Only one variable should be manipulated at a time during an experiment. This variable is known as
the maniuplated variable. For example, if you wanted to test the effects of adding acid to a fish
embryo you would manipulate the acidity levels. You would not change the temperature of the
embryos, the amount of sunlight the embryos are typically exposed to, or the hardness of the
water. You would only change the acidity levels. All the variables that do not change are referred to
as constants , because they must remain constant, or the same throughout the entire
experiment.
Controlled experiments should contain two
different types of groups – a control group
and a variable group. This helps to ensure
the validity, reliability, and accuracy of an
experiment. The subjects being tested are
divided into one of these two groups at
random. The control group is the group
that remains the same throughout the entire
experiment – they are not affected by
whatever variable is being manipulated. The
variable group is the group where the
manipulated variable is modified. Returning
to the example of acidity levels in fish
embryos, one group of embryos would be
left alone, and a second group would
receive the acid treatment. The constants
would still remain the same between the two groups. Having a control group is very important,
because it gives the experimenter something to compare the effects of the manipulated variable
to. For example, if changing acidity levels in the variable group of fish embryos to a higher
concentration results in the embryos dying, and the control group of embryos are still alive, then
the scientist can safely conclude that the acid is what resulted in the embryo deaths. If however,
the scientist raises the acidity levels in the variable group, and then both the control group and the
variable group of embryos die, the scientist cannot conclude that it was the acidity levels that
resulted in the deaths. In this case, one of the constant controlled variables resulted in the deaths
of the embryos. The experimenter would have to figure out what caused the embryos to die, and
then they would have to perform the experiment over again with new, corrected control variables
that ensure that the control group does not die during the duration of the experiment.
It is also possible for the scientist to test more than one level of acidity in the experiment at the
same time. If a scientist wanted to determine what levels of acidity resulted in embryo deaths,
they would use one control group, and multiple variable groups at varying acidity levels. Note that
the manipulated variable – the acidity- remains the same. No other variables are changed. The
scientist could then observe the results. They might find in the end that the control group, and the
variable group with the lowest amount of acidity stay alive, and that the remaining groups with
higher acidity levels die. The scientist would record this information as data. Data is the
information that is collected from experiments. In this case, the scientist would collect two types of
data – the acidity levels, and the state of the embryos. It might look something like the table below.

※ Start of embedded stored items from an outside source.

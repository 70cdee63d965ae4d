use std::net::{IpAddr, SocketAddr};

use clap::Parser;

#[derive(Parser, Clone)]
#[command(name = "umbrella-relay", about = "Selective forwarding unit relay node")]
pub struct Config {
	/// Serve HTTP (signalling, status, control) on this address.
	#[arg(long, env = "UMBRELLA_HTTP_SERVE_ADDR", default_value = "0.0.0.0:8081")]
	pub listen: SocketAddr,

	/// Path prefix when served behind a reverse proxy, e.g. "/umbrella".
	/// The same form as traefik's PathPrefix, so one env var can feed both.
	#[arg(long, env = "UMBRELLA_HTTP_PREFIX", default_value = "")]
	pub http_prefix: String,

	/// Public IP advertised in ICE candidates when running in the cloud.
	#[arg(long, env = "UMBRELLA_PUBLIC_IP")]
	pub public_ip: Option<IpAddr>,

	/// Lower bound of the UDP port range used for media.
	#[arg(long, env = "UMBRELLA_MIN_PORT", default_value_t = 40000)]
	pub min_port: u16,

	/// Upper bound of the UDP port range used for media.
	#[arg(long, env = "UMBRELLA_MAX_PORT", default_value_t = 60000)]
	pub max_port: u16,

	/// Initial trunk set, equivalent to POSTing /servers after startup.
	#[arg(long = "server", env = "UMBRELLA_SERVERS", value_delimiter = ',')]
	pub servers: Vec<String>,

	#[command(flatten)]
	pub log: Log,
}

#[derive(clap::Args, Clone)]
pub struct Log {
	/// Log filter, in RUST_LOG syntax.
	#[arg(long = "log", env = "UMBRELLA_LOG", default_value = "info")]
	pub filter: String,
}

impl Log {
	pub fn init(&self) {
		use tracing_subscriber::EnvFilter;

		let filter = EnvFilter::try_new(&self.filter).unwrap_or_else(|_| EnvFilter::new("info"));

		tracing_subscriber::fmt().with_env_filter(filter).init();
	}
}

Scroll horizontally to view the whole table
GroupControl
(7.0)
6.5 (Low
Acid) 5 (Med Acid) 3 (High Acid)
Embryo
StateAlive Alive Dead Dead
The scientist would likely use more incrementing levels of acidity than in the example above, but
you get the idea. As acidity increases the embryos begin to die.
Once the scientist finished performing the experiment, they analyze the data and form a
conclusion. In the embryo example, the scientist would look at the data and determine that the
embryos will die when exposed to highly acidic environments. This allows them to form
a conclusion about their experiment, which states whether or not their original hypothesis was
correct or not. If the hypothesis stated that “rising acidity levels in fish embryos has no effect on
their health” them the experimenter’s hypothesis would have been proven untrue by the
experiment. If, on the other hand, the scientist stated in their hypothesis that “high acidity levels in
fish environments results in embrio deaths,” then their hypothesis would have been correct.

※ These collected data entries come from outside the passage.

use async_trait::async_trait;
use bytes::Bytes;
use futures::stream::{SplitSink, SplitStream};
use futures::{SinkExt, StreamExt};
use tokio_tungstenite::tungstenite::Message;
use tokio_tungstenite::{connect_async, MaybeTlsStream, WebSocketStream};
use url::Url;

use umbrella_sfu::{
	Error, FallbackResolver, Resolve, Result, SignalConnection, SignalDialer, SignalSink, SignalStream,
};

type Socket = WebSocketStream<MaybeTlsStream<tokio::net::TcpStream>>;

/// Dials trunk peers over WebSocket, resolving `.local` names through the
/// discovery seam first.
pub struct WsDialer {
	resolver: FallbackResolver,
}

impl WsDialer {
	pub fn new(resolver: FallbackResolver) -> Self {
		Self { resolver }
	}
}

#[async_trait]
impl SignalDialer for WsDialer {
	async fn dial(&self, url: &Url) -> Result<SignalConnection> {
		let mut url = url.clone();

		// Mesh peers advertise .local names the system resolver may not see.
		if let Some(host) = url.host_str() {
			if host.ends_with(".local") {
				match self.resolver.resolve(host).await {
					Ok(addr) => {
						let _ = url.set_ip_host(addr);
					}
					Err(err) => tracing::debug!(%host, ?err, "discovery failed, dialing as-is"),
				}
			}
		}

		let (socket, _response) = connect_async(url.as_str())
			.await
			.map_err(|err| Error::Dial(err.to_string()))?;

		let (sink, stream) = socket.split();

		Ok(SignalConnection {
			sink: Box::new(WsSink { sink }),
			stream: Box::new(WsStream { stream }),
		})
	}
}

struct WsSink {
	sink: SplitSink<Socket, Message>,
}

#[async_trait]
impl SignalSink for WsSink {
	async fn send(&mut self, frame: Bytes) -> Result<()> {
		self.sink
			.send(Message::Binary(frame))
			.await
			.map_err(|_| Error::SignalClosed)
	}

	async fn close(&mut self) {
		self.sink.close().await.ok();
	}
}

struct WsStream {
	stream: SplitStream<Socket>,
}

#[async_trait]
impl SignalStream for WsStream {
	async fn recv(&mut self) -> Result<Option<Bytes>> {
		loop {
			return match self.stream.next().await {
				None => Ok(None),
				Some(Err(_)) => Err(Error::SignalClosed),
				Some(Ok(Message::Binary(frame))) => Ok(Some(frame)),
				Some(Ok(Message::Close(_))) => Ok(None),
				Some(Ok(_)) => continue,
			};
		}
	}
}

Once the scientist has drawn their conclusion, they share their results with the rest of the
scientific community. Generally, this is done through scientific writing and experimental reports,
which are then published online in scientific journals.
Experimental Ethics & Forbidden Experiments
Although seeking out and understanding
knowledge is important to the evolution
of humanity, there are certain prices that
can never be justifiably paid in order to
obtain knowledge. For example, during
the Holocaust the Nazis killed millions of
Jews, but this is not all they did. Some
Nazi scientists were performing
inhumane experiments on the prisoners.
This gave them vital information which led to the advancements of some modern medical
sciences that people benefit from today. Even so, these advancements are the end result of a
horrifically tragic violation of human rights. Modern ethics and rules have been established to
ensure the safety of people who choose to partake in experiments.
When planning experiments, keep the following in mind:
If you are using human subjects, they must be consenting. If any risks are involved with the
experiment, they must be clearly stated. Written consent should be documented.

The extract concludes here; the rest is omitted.